第7話

「ここが私の家よ。

 家族は別の場所に住んでいるから、遠慮しないで入ってちょうだい」

 アイズが案内してくれたのは、ギルドから近い一軒の小さな石造りの家だった。


 ギルドのすぐ近くに建っていて、この街では割と立派な建物である。

「アイズさんみたいな素敵な女性が一人暮らしって、危ないんじゃないの?」

「やぁだもう!

 あんまり子供がませたこと言うんじゃないぞ」


 こんな見た目だし、何でも思ったことを言ってみただけなのだが……

 アイズへの印象も悪くないみたいだし、こんな生活もアリかもしれないな。

 まぁ、現実の小太りおっさんの俺が口にしたら、きっと通報されてしまうのだろうが……


 寝室は一つ、当然僕とアイズが一緒に寝るわけなのだが、見た目は子供でも頭脳は大人なのだ。

 まさか架空の世界で俺は名探偵にでもなれということなのだろうか?

 アイズと反対の方を向き、ドキドキと胸打つ鼓動を抑えつつ、僕は1日の出来事を思い出していた。


 結局モンスターとは戦っていない。

 うさぎを一匹抱き抱えて街に来た。

 待たされて身の潔白を証明して、そういえばおじさんはどうなったのだろうか……

 朝に荷物を受け取ってから、波乱の1日……1日??


「そうだっ、ログアウトは??」

 ガバッと布団をめくると、隣で寝ていたアイズが『うーん……』と唸りながら布団を引き寄せる。

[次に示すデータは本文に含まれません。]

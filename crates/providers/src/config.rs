//! Configuration for the provider client.
//!
//! Supports environment-based configuration with sensible defaults.

use crate::error::ApiError;
use carefind_core::retry::RetryConfig;
use serde::{Deserialize, Serialize};
use std::env;
use std::time::Duration;

/// Default directory backend.
const DEFAULT_DIRECTORY_URL: &str = "https://api.carefind.dev";

/// Environment types.
#[derive(Debug, Clone, Copy, PartialEq, Eq, Serialize, Deserialize)]
#[serde(rename_all = "lowercase")]
pub enum Environment {
    /// Local development
    Development,
    /// Staging environment
    Staging,
    /// Production environment
    Production,
}

impl Default for Environment {
    fn default() -> Self {
        Self::Production
    }
}

impl Environment {
    /// Parse from the `CAREFIND_ENV` environment variable.
    pub fn from_env() -> Self {
        match env::var("CAREFIND_ENV")
            .unwrap_or_default()
            .to_lowercase()
            .as_str()
        {
            "development" | "dev" | "local" => Self::Development,
            "staging" | "stage" => Self::Staging,
            _ => Self::Production,
        }
    }
}

/// Client configuration.
#[derive(Debug, Clone, Serialize, Deserialize)]
pub struct ClientConfig {
    /// Base URL of the facility directory backend
    pub directory_url: String,
    /// Base URL of the routing (directions) provider
    pub routing_url: String,
    /// Base URL of the geocoding provider
    pub geocoding_url: String,
    /// API key forwarded to the routing/geocoding providers, if required
    pub api_key: Option<String>,
    /// Region hint for routing and country hint for geocoding (e.g. "br")
    pub region: Option<String>,
    /// Request timeout
    #[serde(with = "duration_secs")]
    pub timeout: Duration,
    /// Retry configuration for idempotent fetches
    pub retry: RetryConfig,
    /// Current environment
    pub environment: Environment,
}

mod duration_secs {
    use serde::{Deserialize, Deserializer, Serialize, Serializer};
    use std::time::Duration;

    pub fn serialize<S: Serializer>(duration: &Duration, serializer: S) -> Result<S::Ok, S::Error> {
        duration.as_secs().serialize(serializer)
    }

    pub fn deserialize<'de, D: Deserializer<'de>>(deserializer: D) -> Result<Duration, D::Error> {
        let secs = u64::deserialize(deserializer)?;
        Ok(Duration::from_secs(secs))
    }
}

impl Default for ClientConfig {
    fn default() -> Self {
        Self {
            directory_url: DEFAULT_DIRECTORY_URL.to_string(),
            routing_url: format!("{DEFAULT_DIRECTORY_URL}/directions"),
            geocoding_url: format!("{DEFAULT_DIRECTORY_URL}/geocode"),
            api_key: None,
            region: None,
            timeout: Duration::from_secs(30),
            retry: RetryConfig::default(),
            environment: Environment::default(),
        }
    }
}

impl ClientConfig {
    /// Create configuration from environment variables.
    ///
    /// Reads:
    /// - `CAREFIND_API_URL`: directory backend base URL
    /// - `CAREFIND_ROUTING_URL`: routing provider base URL
    /// - `CAREFIND_GEOCODING_URL`: geocoding provider base URL
    /// - `CAREFIND_API_KEY`: provider API key
    /// - `CAREFIND_REGION`: region/country hint
    /// - `CAREFIND_ENV`: environment (development/staging/production)
    /// - `CAREFIND_TIMEOUT_SECS`: request timeout in seconds
    pub fn from_env() -> Result<Self, ApiError> {
        let environment = Environment::from_env();

        let directory_url =
            env::var("CAREFIND_API_URL").unwrap_or_else(|_| DEFAULT_DIRECTORY_URL.to_string());

        let routing_url =
            env::var("CAREFIND_ROUTING_URL").unwrap_or_else(|_| format!("{directory_url}/directions"));

        let geocoding_url =
            env::var("CAREFIND_GEOCODING_URL").unwrap_or_else(|_| format!("{directory_url}/geocode"));

        let api_key = env::var("CAREFIND_API_KEY").ok();
        let region = env::var("CAREFIND_REGION").ok();

        let timeout = env::var("CAREFIND_TIMEOUT_SECS")
            .ok()
            .and_then(|s| s.parse().ok())
            .map(Duration::from_secs)
            .unwrap_or(Duration::from_secs(30));

        let retry = match environment {
            Environment::Development => RetryConfig::quick(),
            Environment::Staging => RetryConfig::default(),
            Environment::Production => RetryConfig::patient(),
        };

        Ok(Self {
            directory_url,
            routing_url,
            geocoding_url,
            api_key,
            region,
            timeout,
            retry,
            environment,
        })
    }

    /// Create development configuration (local backends).
    #[must_use]
    pub fn development() -> Self {
        Self {
            directory_url: "http://localhost:3000".to_string(),
            routing_url: "http://localhost:3000/directions".to_string(),
            geocoding_url: "http://localhost:3000/geocode".to_string(),
            api_key: env::var("CAREFIND_API_KEY").ok(),
            region: None,
            timeout: Duration::from_secs(10),
            retry: RetryConfig::quick(),
            environment: Environment::Development,
        }
    }

    /// Builder-style method to set the directory URL.
    #[must_use]
    pub fn with_directory_url(mut self, url: impl Into<String>) -> Self {
        let url = url.into();
        self.routing_url = format!("{url}/directions");
        self.geocoding_url = format!("{url}/geocode");
        self.directory_url = url;
        self
    }

    /// Builder-style method to set the routing URL.
    #[must_use]
    pub fn with_routing_url(mut self, url: impl Into<String>) -> Self {
        self.routing_url = url.into();
        self
    }

    /// Builder-style method to set the geocoding URL.
    #[must_use]
    pub fn with_geocoding_url(mut self, url: impl Into<String>) -> Self {
        self.geocoding_url = url.into();
        self
    }

    /// Builder-style method to set the API key.
    #[must_use]
    pub fn with_api_key(mut self, key: impl Into<String>) -> Self {
        self.api_key = Some(key.into());
        self
    }

    /// Builder-style method to set the region hint.
    #[must_use]
    pub fn with_region(mut self, region: impl Into<String>) -> Self {
        self.region = Some(region.into());
        self
    }

    /// Builder-style method to set the timeout.
    #[must_use]
    pub fn with_timeout(mut self, timeout: Duration) -> Self {
        self.timeout = timeout;
        self
    }

    /// Builder-style method to set the retry config.
    #[must_use]
    pub fn with_retry(mut self, retry: RetryConfig) -> Self {
        self.retry = retry;
        self
    }

    /// Validate the configuration.
    pub fn validate(&self) -> Result<(), ApiError> {
        for (name, url) in [
            ("directory_url", &self.directory_url),
            ("routing_url", &self.routing_url),
            ("geocoding_url", &self.geocoding_url),
        ] {
            if url.is_empty() {
                return Err(ApiError::config(format!("{name} cannot be empty")));
            }
            if !url.starts_with("http://") && !url.starts_with("https://") {
                return Err(ApiError::config(format!(
                    "{name} must start with http:// or https://"
                )));
            }
        }

        if self.timeout.is_zero() {
            return Err(ApiError::config("timeout cannot be zero"));
        }

        Ok(())
    }
}

#[cfg(test)]
mod tests {
    use super::*;

    #[test]
    fn test_default_config() {
        let config = ClientConfig::default();
        assert!(config.routing_url.ends_with("/directions"));
        assert!(config.geocoding_url.ends_with("/geocode"));
        assert_eq!(config.timeout, Duration::from_secs(30));
    }

    #[test]
    fn test_development_config() {
        let config = ClientConfig::development();
        assert!(config.directory_url.contains("localhost"));
        assert_eq!(config.environment, Environment::Development);
    }

    #[test]
    fn test_builder_pattern() {
        let config = ClientConfig::default()
            .with_directory_url("https://test.carefind.dev")
            .with_region("br")
            .with_timeout(Duration::from_secs(60));

        assert_eq!(config.directory_url, "https://test.carefind.dev");
        assert_eq!(config.routing_url, "https://test.carefind.dev/directions");
        assert_eq!(config.region.as_deref(), Some("br"));
        assert_eq!(config.timeout, Duration::from_secs(60));
    }

    #[test]
    fn test_validation() {
        let valid = ClientConfig::default();
        assert!(valid.validate().is_ok());

        let invalid = ClientConfig::default().with_directory_url("");
        assert!(invalid.validate().is_err());

        let not_http = ClientConfig::default().with_routing_url("ftp://example.com");
        assert!(not_http.validate().is_err());
    }
}
//! Facility directory endpoint.
//!
//! Maps to `GET /facilities` on the directory backend. The backend is loose
//! about types: coordinates may arrive as JSON numbers or strings, and the
//! photo is either a serialized byte buffer, an already-encoded string, or
//! absent. All of that is normalized here so the rest of the workspace only
//! ever sees a clean [`Facility`].

use crate::client::{join_url, FinderClient};
use crate::error::DirectoryError;
use crate::traits::DirectoryProvider;
use carefind_core::model::{photo_data_url, Facility};
use carefind_geo::Coordinate;
use serde::Deserialize;
use tracing::{debug, warn};

/// Facility directory interface.
#[derive(Clone)]
pub struct DirectoryApi {
    client: FinderClient,
}

impl DirectoryApi {
    pub(crate) fn new(client: FinderClient) -> Self {
        Self { client }
    }

    /// Fetch every facility in the directory.
    ///
    /// Records with unusable coordinates are dropped with a warning rather
    /// than failing the whole fetch; a failed fetch itself is fatal for the
    /// calling cycle.
    pub async fn fetch(&self) -> Result<Vec<Facility>, DirectoryError> {
        let url = join_url(&self.client.config().directory_url, "facilities");
        let records: Vec<RawFacilityRecord> = self.client.get(&url).await?;

        let total = records.len();
        let facilities: Vec<Facility> = records
            .into_iter()
            .filter_map(|record| {
                let id = record.id;
                record.into_facility().map_err(|reason| {
                    warn!(facility_id = id, %reason, "Dropping undecodable facility record");
                }).ok()
            })
            .collect();

        debug!(total, kept = facilities.len(), "Fetched facility directory");
        Ok(facilities)
    }
}

impl DirectoryProvider for DirectoryApi {
    async fn fetch_facilities(&self) -> Result<Vec<Facility>, DirectoryError> {
        self.fetch().await
    }
}

// ============================================================================
// Raw wire types
// ============================================================================

/// A facility record as the backend serves it.
#[derive(Debug, Clone, Deserialize)]
struct RawFacilityRecord {
    id: i64,
    name: String,
    latitude: NumberOrString,
    longitude: NumberOrString,
    #[serde(rename = "waitTimeMinutes", default)]
    wait_time_minutes: u32,
    #[serde(default)]
    street: String,
    #[serde(default)]
    district: String,
    #[serde(default)]
    city: String,
    #[serde(default)]
    region: String,
    #[serde(default)]
    photo: Option<RawPhoto>,
}

impl RawFacilityRecord {
    fn into_facility(self) -> Result<Facility, String> {
        let latitude = self.latitude.as_f64().ok_or("latitude is not a number")?;
        let longitude = self.longitude.as_f64().ok_or("longitude is not a number")?;
        let coordinate =
            Coordinate::try_new(latitude, longitude).map_err(|e| e.to_string())?;

        Ok(Facility {
            id: self.id,
            name: self.name,
            coordinate,
            wait_time_minutes: self.wait_time_minutes,
            street: self.street,
            district: self.district,
            city: self.city,
            region: self.region,
            photo: self.photo.and_then(RawPhoto::into_data_url),
        })
    }
}

/// A numeric field that may be serialized as a string.
#[derive(Debug, Clone, Deserialize)]
#[serde(untagged)]
enum NumberOrString {
    Number(f64),
    Text(String),
}

impl NumberOrString {
    fn as_f64(&self) -> Option<f64> {
        match self {
            Self::Number(n) => Some(*n),
            Self::Text(s) => s.trim().parse().ok(),
        }
    }
}

/// The photo payload: a serialized byte buffer or an already-usable string.
#[derive(Debug, Clone, Deserialize)]
#[serde(untagged)]
enum RawPhoto {
    Buffer {
        #[serde(rename = "type")]
        kind: String,
        data: Vec<u8>,
    },
    Encoded(String),
}

impl RawPhoto {
    /// Normalize to a displayable data URL. The payload is otherwise opaque.
    fn into_data_url(self) -> Option<String> {
        match self {
            Self::Buffer { kind, data } if kind == "Buffer" => Some(photo_data_url(&data)),
            Self::Buffer { .. } => None,
            Self::Encoded(s) => Some(s),
        }
    }
}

 危ない危ない……うっかり起こしてしまうところだった。


「でも、ステータスも出ないしなぁ……

 ステータスオープン!」

 僕は小さい声で再び試してみる。

【スノウはスキル:自己診断1を習得】


 いやあの……そんなことよりメニューが見たいのだけど……

 インフォメーションの言葉に呆れつつ、再びメニュー画面が見たいと願ってみる。

 すると……


【スノウ:レベル1】

 なるほど、自己診断1ではレベルがわかるのだな。

 いやいやそうではない。

 おそらくこれは不具合に違いない。

 現実世界では今が何時なのかもわからない。

 ゲームとして、そんなシステムでは都合が悪すぎる。

 どうにかして現実に戻りたいのだが、どうすれば良いのか全くわからなかった。


 そうこうしている内の、僕のゲーム内生活は三日目を迎えていた。

 よくよく考えてみれば、こんなにも楽しい世界で何が不満なのだろうと考え始めていた。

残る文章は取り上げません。